━━━ Supplied material ━━━

#[cfg(test)]
mod tests {
    use super::*;
    use crate::backoff::{ConstantBackOff, ScheduledBackOff, WithMaxRetries, ZeroBackOff};
    use crate::cancel::CancellationToken;
    use crate::classify::{INTERNAL_SERVER_ERROR, THROUGHPUT_EXCEEDED};
    use crate::store::StoreError;
    use core::cell::{Cell, RefCell};
    use tokio::time::Instant;

    fn throttled(message: &str) -> StoreError {
        StoreError::service(THROUGHPUT_EXCEEDED, message)
    }

    fn invalid() -> StoreError {
        StoreError::service("ValidationException", "missing key attribute")
    }

    /// Counts calls into the wrapped policy.
    struct Spy<B> {
        inner: B,
        resets: u32,
        next_calls: u32,
    }

    impl<B> Spy<B> {
        fn new(inner: B) -> Self {
            Self {
                inner,
                resets: 0,
                next_calls: 0,
            }
        }
    }

    impl<B: BackOff> BackOff for Spy<B> {
        fn next_backoff(&mut self) -> Option<Duration> {
            self.next_calls += 1;
            self.inner.next_backoff()
        }

        fn reset(&mut self) {
            self.resets += 1;
            self.inner.reset();
        }
    }

    #[tokio::test(start_paused = true)]
    async fn test_success_on_first_attempt() {
        let mut backoff = Spy::new(ConstantBackOff::new(Duration::from_secs(1)));
        let outcome = Retry::new(&mut backoff)
            .run_detailed(|n: u32| async move { Ok::<_, StoreError>(n + 1) }, 41)
            .await
            .unwrap();

        assert_eq!(outcome.attempts(), 1);
        assert_eq!(outcome.into_inner(), 42);
        assert_eq!(backoff.resets, 1);
        assert_eq!(backoff.next_calls, 0);
    }

    #[tokio::test(start_paused = true)]
    async fn test_terminal_error_fails_fast() {
        let calls = Cell::new(0);
        let mut backoff = Spy::new(ConstantBackOff::new(Duration::from_millis(10)));
        let mut notified = 0;

        let result = Retry::new(&mut backoff)
            .notify(|_: &StoreError, _: Duration| notified += 1)
            .run_detailed(
                |_: ()| {
                    calls.set(calls.get() + 1);
                    async { Err::<(), _>(invalid()) }
                },
                (),
            )
            .await;

        assert_eq!(
            result,
            Err(RetryError::Terminal {
                error: invalid(),
                attempts: 1
            })
        );
        assert_eq!(calls.get(), 1);
        assert_eq!(backoff.next_calls, 0);
        assert_eq!(notified, 0);
    }

    #[tokio::test(start_paused = true)]
    async fn test_unstructured_error_fails_fast() {
        let calls = Cell::new(0);
        let mut backoff = ZeroBackOff;

        let result = retry(
            |_: ()| {
                calls.set(calls.get() + 1);
                async { Err::<(), _>(StoreError::Unstructured("socket closed".into())) }
            },
            (),
            &mut backoff,
        )
        .await;

        assert_eq!(
            result,
            Err(StoreError::Unstructured("socket closed".into()))
        );
        assert_eq!(calls.get(), 1);
    }

    #[tokio::test(start_paused = true)]
    async fn test_retries_until_success() {
        const FAILURES: u32 = 3;
        let calls = Cell::new(0u32);
        let mut backoff = ConstantBackOff::new(Duration::from_millis(5));
        let mut notified = 0;

        let result = Retry::new(&mut backoff)
            .notify(|_: &StoreError, _: Duration| notified += 1)
            .run_detailed(
                |item: &'static str| {
                    let n = calls.get() + 1;
                    calls.set(n);
                    async move {
                        if n <= FAILURES {
                            Err(throttled("rate exceeded"))
                        } else {
                            Ok(item.to_uppercase())
                        }
                    }
                },
                "item",
            )
            .await
            .unwrap();

        assert_eq!(result.value(), "ITEM");
        assert_eq!(result.attempts(), FAILURES + 1);
        assert_eq!(calls.get(), FAILURES + 1);
        assert_eq!(notified, FAILURES);
    }

    #[tokio::test(start_paused = true)]
    async fn test_server_fault_is_retried() {
        let calls = Cell::new(0u32);
        let mut backoff = ZeroBackOff;

        let result = retry(
            |_: ()| {
                let n = calls.get() + 1;
                calls.set(n);
                async move {
                    if n == 1 {
                        Err(StoreError::service(INTERNAL_SERVER_ERROR, "blip"))
                    } else {
                        Ok(n)
                    }
                }
            },
            (),
            &mut backoff,
        )
        .await;

        assert_eq!(result, Ok(2));
    }

    #[tokio::test(start_paused = true)]
    async fn test_exhaustion_returns_last_error() {
        let calls = Cell::new(0u32);
        let mut backoff = Spy::new(ScheduledBackOff::from_millis([10, 20, 30]));
        let start = Instant::now();

        let result = Retry::new(&mut backoff)
            .run_detailed(
                |_: ()| {
                    let n = calls.get() + 1;
                    calls.set(n);
                    async move { Err::<(), _>(throttled(&format!("attempt {n}"))) }
                },
                (),
            )
            .await;

        let elapsed = start.elapsed();
        assert_eq!(
            result,
            Err(RetryError::Exhausted {
                error: throttled("attempt 4"),
                attempts: 4
            })
        );
        assert_eq!(calls.get(), 4);
        assert_eq!(backoff.next_calls, 4);
        assert_eq!(backoff.resets, 1);
        assert!(elapsed >= Duration::from_millis(60));
        assert!(elapsed < Duration::from_millis(70));
    }

    #[tokio::test(start_paused = true)]
    async fn test_cancel_during_wait() {
        let calls = Cell::new(0u32);
        let token = CancellationToken::new();
        let mut backoff = ConstantBackOff::new(Duration::from_secs(10));

        let trigger = token.clone();
        tokio::spawn(async move {
            tokio::time::sleep(Duration::from_secs(1)).await;
            trigger.cancel();
        });

        let start = Instant::now();
        let result = Retry::new(&mut backoff)
            .cancel_on(&token)
            .run_detailed(
                |_: ()| {
                    calls.set(calls.get() + 1);
                    async { Err::<(), _>(throttled("rate exceeded")) }
                },
                (),
            )
            .await;

        let elapsed = start.elapsed();
        assert!(result.as_ref().is_err_and(RetryError::is_cancelled));
        assert_eq!(result.unwrap_err().into_inner(), throttled("rate exceeded"));
        assert!(elapsed >= Duration::from_secs(1));
        assert!(elapsed < Duration::from_secs(10));

        // The abandoned wait must not lead to another attempt later on.
        tokio::time::sleep(Duration::from_secs(30)).await;
        assert_eq!(calls.get(), 1);
    }

    #[tokio::test(start_paused = true)]
    async fn test_unbounded_delay_interrupted_by_deadline() {
        let mut backoff = Spy::new(ConstantBackOff::new(Duration::MAX));
        let mut notified = Vec::new();

        let result = Retry::new(&mut backoff)
            .cancel_on(CancelScope::never().with_timeout(Duration::from_millis(5)))
            .notify(|_: &StoreError, delay: Duration| notified.push(delay))
            .run_detailed(
                |_: ()| async { Err::<(), _>(throttled("rate exceeded")) },
                (),
            )
            .await;

        assert!(result.is_err_and(|e| e.is_cancelled() && e.attempts() == 1));
        assert_eq!(notified, vec![Duration::MAX]);
        assert_eq!(backoff.resets, 1);
    }

    #[tokio::test(start_paused = true)]
    async fn test_cancel_after_several_attempts() {
        let calls = Cell::new(0u32);
        let scope = CancelScope::never().with_timeout(Duration::from_millis(25));
        let mut backoff = ConstantBackOff::new(Duration::from_millis(10));

        let result = Retry::new(&mut backoff)
            .cancel_on(scope)
            .run_detailed(
                |_: ()| {
                    let n = calls.get() + 1;
                    calls.set(n);
                    async move { Err::<(), _>(throttled(&format!("attempt {n}"))) }
                },
                (),
            )
            .await;

        // Attempts at 0ms, 10ms and 20ms; the deadline lands during the third wait.
        assert_eq!(
            result,
            Err(RetryError::Cancelled {
                error: throttled("attempt 3"),
                attempts: 3
            })
        );
        assert_eq!(calls.get(), 3);
    }

    #[tokio::test(start_paused = true)]
    async fn test_cancel_before_first_attempt_still_runs_it() {
        let calls = Cell::new(0u32);
        let scope = CancelScope::never();
        scope.cancel();

        let mut backoff = ConstantBackOff::new(Duration::from_millis(10));
        let ok = Retry::new(&mut backoff)
            .cancel_on(scope.clone())
            .run(
                |_: ()| {
                    calls.set(calls.get() + 1);
                    async { Ok::<_, StoreError>("done") }
                },
                (),
            )
            .await;
        assert_eq!(ok, Ok("done"));
        assert_eq!(calls.get(), 1);

        let mut notified = Vec::new();
        let failed = Retry::new(&mut backoff)
            .cancel_on(scope)
            .notify(|err: &StoreError, delay: Duration| notified.push((err.clone(), delay)))
            .run_detailed(
                |_: ()| {
                    calls.set(calls.get() + 1);
                    async { Err::<(), _>(throttled("rate exceeded")) }
                },
                (),
            )
            .await;
        assert!(failed.is_err_and(|e| e.is_cancelled() && e.attempts() == 1));
        assert_eq!(calls.get(), 2);
        assert_eq!(
            notified,
            vec![(throttled("rate exceeded"), Duration::from_millis(10))]
        );
    }

    #[tokio::test(start_paused = true)]
    async fn test_sessions_start_from_reset_state() {
        let mut backoff = ScheduledBackOff::from_millis([3, 6, 9]);

        async fn session(backoff: &mut ScheduledBackOff) -> Vec<Duration> {
            let mut delays = Vec::new();
            let _ = retry_notify(
                |_: ()| async { Err::<(), _>(throttled("rate exceeded")) },
                (),
                backoff,
                |_: &StoreError, delay: Duration| delays.push(delay),
            )
            .await;
            delays
        }

        let first = session(&mut backoff).await;
        let second = session(&mut backoff).await;
        assert_eq!(
            first,
            vec![
                Duration::from_millis(3),
                Duration::from_millis(6),
                Duration::from_millis(9),
            ]
        );
        assert_eq!(first, second);
    }

    #[tokio::test(start_paused = true)]
    async fn test_notify_payload_matches_attempts_and_waits() {
        let attempt_times = RefCell::new(Vec::new());
        let mut backoff = ScheduledBackOff::from_millis([10, 20, 40]);
        let mut notified = Vec::new();

        let result = retry_notify(
            |input: u32| {
                let mut times = attempt_times.borrow_mut();
                times.push(Instant::now());
                let n = times.len();
                async move {
                    match n {
                        1 => Err(throttled("throttled")),
                        2 => Err(throttled("throttled again")),
                        _ => Ok(input),
                    }
                }
            },
            7u32,
            &mut backoff,
            |err: &StoreError, delay: Duration| notified.push((err.clone(), delay)),
        )
        .await;

        assert_eq!(result, Ok(7));
        assert_eq!(
            notified,
            vec![
                (throttled("throttled"), Duration::from_millis(10)),
                (throttled("throttled again"), Duration::from_millis(20)),
            ]
        );

        let times = attempt_times.into_inner();
        assert_eq!(times.len(), 3);
        assert!(times[1] - times[0] >= Duration::from_millis(10));
        assert!(times[1] - times[0] < Duration::from_millis(20));
        assert!(times[2] - times[1] >= Duration::from_millis(20));
        assert!(times[2] - times[1] < Duration::from_millis(40));
    }

    #[tokio::test(start_paused = true)]
    async fn test_zero_delay_retries() {
        let calls = Cell::new(0u32);
        let mut backoff = WithMaxRetries::new(ZeroBackOff, 5);

        let result = retry(
            |_: ()| {
                calls.set(calls.get() + 1);
                async { Err::<(), _>(throttled("rate exceeded")) }
            },
            (),
            &mut backoff,
        )
        .await;

        assert_eq!(result, Err(throttled("rate exceeded")));
        assert_eq!(calls.get(), 6);
    }

    #[tokio::test(start_paused = true)]
    async fn test_custom_classifier() {
        #[derive(Debug, PartialEq)]
        enum ApiError {
            Busy,
            Gone,
        }

        let calls = Cell::new(0u32);
        let mut backoff = ZeroBackOff;

        let result = Retry::new(&mut backoff)
            .classify_with(|e: &ApiError| match e {
                ApiError::Busy => Classification::Retryable,
                ApiError::Gone => Classification::Terminal,
            })
            .run(
                |_: ()| {
                    let n = calls.get() + 1;
                    calls.set(n);
                    async move {
                        if n < 3 {
                            Err::<(), _>(ApiError::Busy)
                        } else {
                            Err(ApiError::Gone)
                        }
                    }
                },
                (),
            )
            .await;

        assert_eq!(result, Err(ApiError::Gone));
        assert_eq!(calls.get(), 3);
    }

    #[tokio::test(start_paused = true)]
    async fn test_blocking_operation_via_ready() {
        fn put_item(key: String) -> Result<String, StoreError> {
            if key.is_empty() {
                Err(invalid())
            } else {
                Ok(format!("stored {key}"))
            }
        }

        let mut backoff = ZeroBackOff;
        let stored = retry(
            |key: String| std::future::ready(put_item(key)),
            "user#1".to_string(),
            &mut backoff,
        )
        .await;
        assert_eq!(stored, Ok("stored user#1".to_string()));

        let rejected = retry(
            |key: String| std::future::ready(put_item(key)),
            String::new(),
            &mut backoff,
        )
        .await;
        assert_eq!(rejected, Err(invalid()));
    }

    #[tokio::test(start_paused = true)]
    async fn test_retry_notify_until_deadline() {
        let mut backoff = ConstantBackOff::new(Duration::from_secs(5));
        let mut notified = 0;
        let start = Instant::now();

        let result = retry_notify_until(
            |_: ()| async { Err::<(), _>(throttled("rate exceeded")) },
            (),
            &mut backoff,
            |_: &StoreError, _: Duration| notified += 1,
            CancelScope::never().with_timeout(Duration::from_secs(1)),
        )
        .await;

        assert_eq!(result, Err(throttled("rate exceeded")));
        assert_eq!(notified, 1);
        assert!(start.elapsed() < Duration::from_secs(5));
    }
}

━━━

Determine how many lines of the entries above carry the string "closed", and give that number alone.

Result below: 2